The selfie is such a one-image idea. Why did you choose to have the exhibit presented through video?
The artists we selected already create amazing videos -- Jayson Musson, Petra Cortright, and Angela Washko focus on video and self-portraiture as performance in their studio practices. We wanted to tie this to something current that’s being criticized as a challenge to the individual pieces and how they stand up against mass culture fascination with and the prejudices against selfies, and short form video seems to be the best. It’s much more engaging and complex than a simple, posed still -- but the short, addictive quality of the videos -- all 30 seconds or less -- make this a fun experience at an art fair.
Do you think the increase in taking selfies has changed the way photography is both taken and viewed?
There’s a transparent self-authorship to selfies. The photographer looks exactly the way they want to be seen, or at least, thinks they want to be seen. It inverts the audience into itself. We’re getting used to looking at everyone through a veil of performance.
It seems like your piece is a sort of a satire of the self-absorption and self-obsession of humans.
Yes and no. The really interesting selfies are those that reveal more or something other than the person. Some of the works in the show are satirical, some are not. Others are critically self-aware, like Jayson Musson’s piece. His video makes fun of the selfie-taking process.
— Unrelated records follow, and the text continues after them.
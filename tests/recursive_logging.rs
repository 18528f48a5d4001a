// Copyright 2024 FastLabs Developers
//
// Licensed under the Apache License, Version 2.0 (the "License");
// you may not use this file except in compliance with the License.
// You may obtain a copy of the License at
//
//     http://www.apache.org/licenses/LICENSE-2.0
//
// Unless required by applicable law or agreed to in writing, software
// distributed under the License is distributed on an "AS IS" BASIS,
// WITHOUT WARRANTIES OR CONDITIONS OF ANY KIND, either express or implied.
// See the License for the specific language governing permissions and
// limitations under the License.


use std::fmt;
use std::sync::Arc;

use logchan::Arg;
use logchan::Channel;
use logchan::args;
use logchan::sink::FileSink;
use logchan::sink::Memory;
use logchan::sink::Stderr;
use logchan::sink::Stdout;

struct Thing {
    name: &'static str,
    channel: Arc<Channel>,
}

impl fmt::Display for Thing {
    fn fmt(&self, f: &mut fmt::Formatter) -> fmt::Result {
        self.channel
            .debug("formatting wrapping ({0})", args![self.name]);
        f.write_str(self.name)
    }
}

// ensure a channel delivers entries written while one of its entries is being formatted
#[test]
fn test_meta_logging_in_format_works() {
    let dir = tempfile::tempdir().unwrap();
    let memory = Arc::new(Memory::default());
    let file = FileSink::builder(dir.path().join("log 2024-08-10T17-12-52.txt"))
        .build()
        .unwrap();

    let channel = Arc::new(
        Channel::builder("Default")
            .sink(Arc::new(Stdout::default()))
            .sink(Arc::new(Stderr::default()))
            .sink(Arc::new(file))
            .sink(memory.clone())
            .build(),
    );

    let thing = Thing {
        name: "aha",
        channel: channel.clone(),
    };
    channel.info("I'm logging {0}!", &[Arg::display(thing)]);

    assert_eq!(
        memory.messages(),
        vec!["formatting wrapping (aha)", "I'm logging aha!"]
    );

    let text =
        std::fs::read_to_string(dir.path().join("log 2024-08-10T17-12-52.txt")).unwrap();
    let wrapping = text.find("formatting wrapping (aha)").unwrap();
    let logging = text.find("I'm logging aha!").unwrap();
    assert!(wrapping < logging);
}

// ensure a sink writing back into the channel it serves does not deadlock
#[test]
fn test_sink_writing_into_its_channel() {
    #[derive(Debug)]
    struct Echo {
        channel: std::sync::OnceLock<std::sync::Weak<Channel>>,
    }

    impl logchan::Sink for Echo {
        fn write(
            &self,
            _: &Channel,
            entry: &logchan::LogEntry,
            _: Option<&Arg>,
        ) -> Result<(), logchan::Error> {
            if entry.message().starts_with("echo:") {
                return Ok(());
            }
            if let Some(channel) = self.channel.get().and_then(std::sync::Weak::upgrade) {
                channel.info("echo: {0}", args![entry.message()]);
            }
            Ok(())
        }
    }

    let memory = Arc::new(Memory::default());
    let echo = Arc::new(Echo {
        channel: std::sync::OnceLock::new(),
    });
    let channel = Arc::new(
        Channel::builder("Default")
            .sink(echo.clone())
            .sink(memory.clone())
            .build(),
    );
    echo.channel.set(Arc::downgrade(&channel)).unwrap();

    let writer = {
        let channel = channel.clone();
        std::thread::spawn(move || {
            for i in 0..100 {
                channel.info("from thread {0}", args![i]);
            }
        })
    };
    channel.info("hello", args![]);
    writer.join().unwrap();

    let messages = memory.messages();
    assert_eq!(messages.len(), 202);
    let hello = messages.iter().position(|m| m == "hello").unwrap();
    assert_eq!(messages[hello - 1], "echo: hello");
}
The selfie has become such a worldwide phenomenon. Any thoughts on why?
People are obsessed with themselves. Autobiographies are self-involved too, but they can be exciting if they’re well written. The selfie trend is driven by social media and viral content sites, and is perpetuated by endless “millennial” think-pieces. And the flirting selfie Starbucks guy. Remember that? Awkward. Artistically, the subject is fascinating because it has such a long history but, takes place in a very contemporary format -- the smartphone.